# Supplied data:
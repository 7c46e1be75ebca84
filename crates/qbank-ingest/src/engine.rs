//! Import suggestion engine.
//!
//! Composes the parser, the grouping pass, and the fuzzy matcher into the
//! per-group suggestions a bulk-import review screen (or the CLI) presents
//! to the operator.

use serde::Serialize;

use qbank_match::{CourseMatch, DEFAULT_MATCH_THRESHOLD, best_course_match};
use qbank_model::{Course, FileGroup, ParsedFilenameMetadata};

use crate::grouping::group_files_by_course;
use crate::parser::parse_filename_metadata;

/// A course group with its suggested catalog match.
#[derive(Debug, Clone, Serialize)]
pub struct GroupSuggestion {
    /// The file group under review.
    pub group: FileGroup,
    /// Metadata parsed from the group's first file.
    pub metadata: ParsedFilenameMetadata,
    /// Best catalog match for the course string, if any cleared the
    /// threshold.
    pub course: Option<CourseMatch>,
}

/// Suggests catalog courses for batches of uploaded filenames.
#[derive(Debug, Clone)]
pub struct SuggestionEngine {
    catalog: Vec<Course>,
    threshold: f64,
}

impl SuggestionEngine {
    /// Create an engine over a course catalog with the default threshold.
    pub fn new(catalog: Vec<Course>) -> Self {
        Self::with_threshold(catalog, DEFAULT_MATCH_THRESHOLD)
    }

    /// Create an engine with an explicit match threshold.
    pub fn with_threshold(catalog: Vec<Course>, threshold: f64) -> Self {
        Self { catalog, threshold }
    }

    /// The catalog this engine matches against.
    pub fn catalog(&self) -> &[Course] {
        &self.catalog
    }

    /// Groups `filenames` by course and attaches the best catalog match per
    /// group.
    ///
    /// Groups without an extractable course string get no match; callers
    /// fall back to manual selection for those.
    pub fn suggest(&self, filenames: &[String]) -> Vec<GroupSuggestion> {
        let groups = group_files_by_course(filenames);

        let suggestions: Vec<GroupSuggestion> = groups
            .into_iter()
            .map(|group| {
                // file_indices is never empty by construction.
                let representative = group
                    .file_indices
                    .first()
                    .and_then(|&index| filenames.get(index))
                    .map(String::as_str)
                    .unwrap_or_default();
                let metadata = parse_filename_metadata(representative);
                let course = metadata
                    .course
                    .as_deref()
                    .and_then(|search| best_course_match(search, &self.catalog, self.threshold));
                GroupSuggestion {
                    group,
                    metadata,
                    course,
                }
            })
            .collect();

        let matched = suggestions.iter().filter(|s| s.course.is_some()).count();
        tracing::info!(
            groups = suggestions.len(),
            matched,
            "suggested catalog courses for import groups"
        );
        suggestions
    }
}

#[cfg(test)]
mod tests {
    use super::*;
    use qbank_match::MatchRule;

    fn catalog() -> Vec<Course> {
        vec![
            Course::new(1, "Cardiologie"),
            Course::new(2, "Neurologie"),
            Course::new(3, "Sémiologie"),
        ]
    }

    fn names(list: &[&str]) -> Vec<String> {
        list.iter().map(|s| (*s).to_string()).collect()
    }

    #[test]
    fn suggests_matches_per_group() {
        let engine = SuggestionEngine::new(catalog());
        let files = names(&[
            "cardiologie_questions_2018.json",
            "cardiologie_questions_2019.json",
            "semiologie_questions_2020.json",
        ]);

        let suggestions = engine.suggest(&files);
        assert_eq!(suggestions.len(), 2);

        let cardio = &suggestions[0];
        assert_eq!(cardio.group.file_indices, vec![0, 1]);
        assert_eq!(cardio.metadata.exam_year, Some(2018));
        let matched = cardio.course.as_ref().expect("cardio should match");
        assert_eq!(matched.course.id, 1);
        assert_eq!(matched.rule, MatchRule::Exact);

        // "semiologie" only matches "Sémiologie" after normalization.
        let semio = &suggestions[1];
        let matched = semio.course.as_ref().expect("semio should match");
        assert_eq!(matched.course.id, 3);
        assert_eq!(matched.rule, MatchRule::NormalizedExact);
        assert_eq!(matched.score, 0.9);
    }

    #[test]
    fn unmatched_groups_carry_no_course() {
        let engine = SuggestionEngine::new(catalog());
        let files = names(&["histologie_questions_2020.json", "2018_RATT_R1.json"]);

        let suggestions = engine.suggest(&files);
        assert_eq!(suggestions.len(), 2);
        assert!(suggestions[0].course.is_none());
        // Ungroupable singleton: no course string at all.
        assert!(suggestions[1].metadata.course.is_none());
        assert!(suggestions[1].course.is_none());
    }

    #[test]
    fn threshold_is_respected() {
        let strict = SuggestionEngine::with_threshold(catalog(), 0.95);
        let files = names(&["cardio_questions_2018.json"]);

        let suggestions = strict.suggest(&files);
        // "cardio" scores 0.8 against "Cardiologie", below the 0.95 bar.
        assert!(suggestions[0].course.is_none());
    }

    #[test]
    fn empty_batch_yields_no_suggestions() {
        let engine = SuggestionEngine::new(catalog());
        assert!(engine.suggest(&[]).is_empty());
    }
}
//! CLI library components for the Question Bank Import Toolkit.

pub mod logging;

# Description of the task:
Among the lines above, count those containing the word "parser" and write only the number.

# The completed task:
2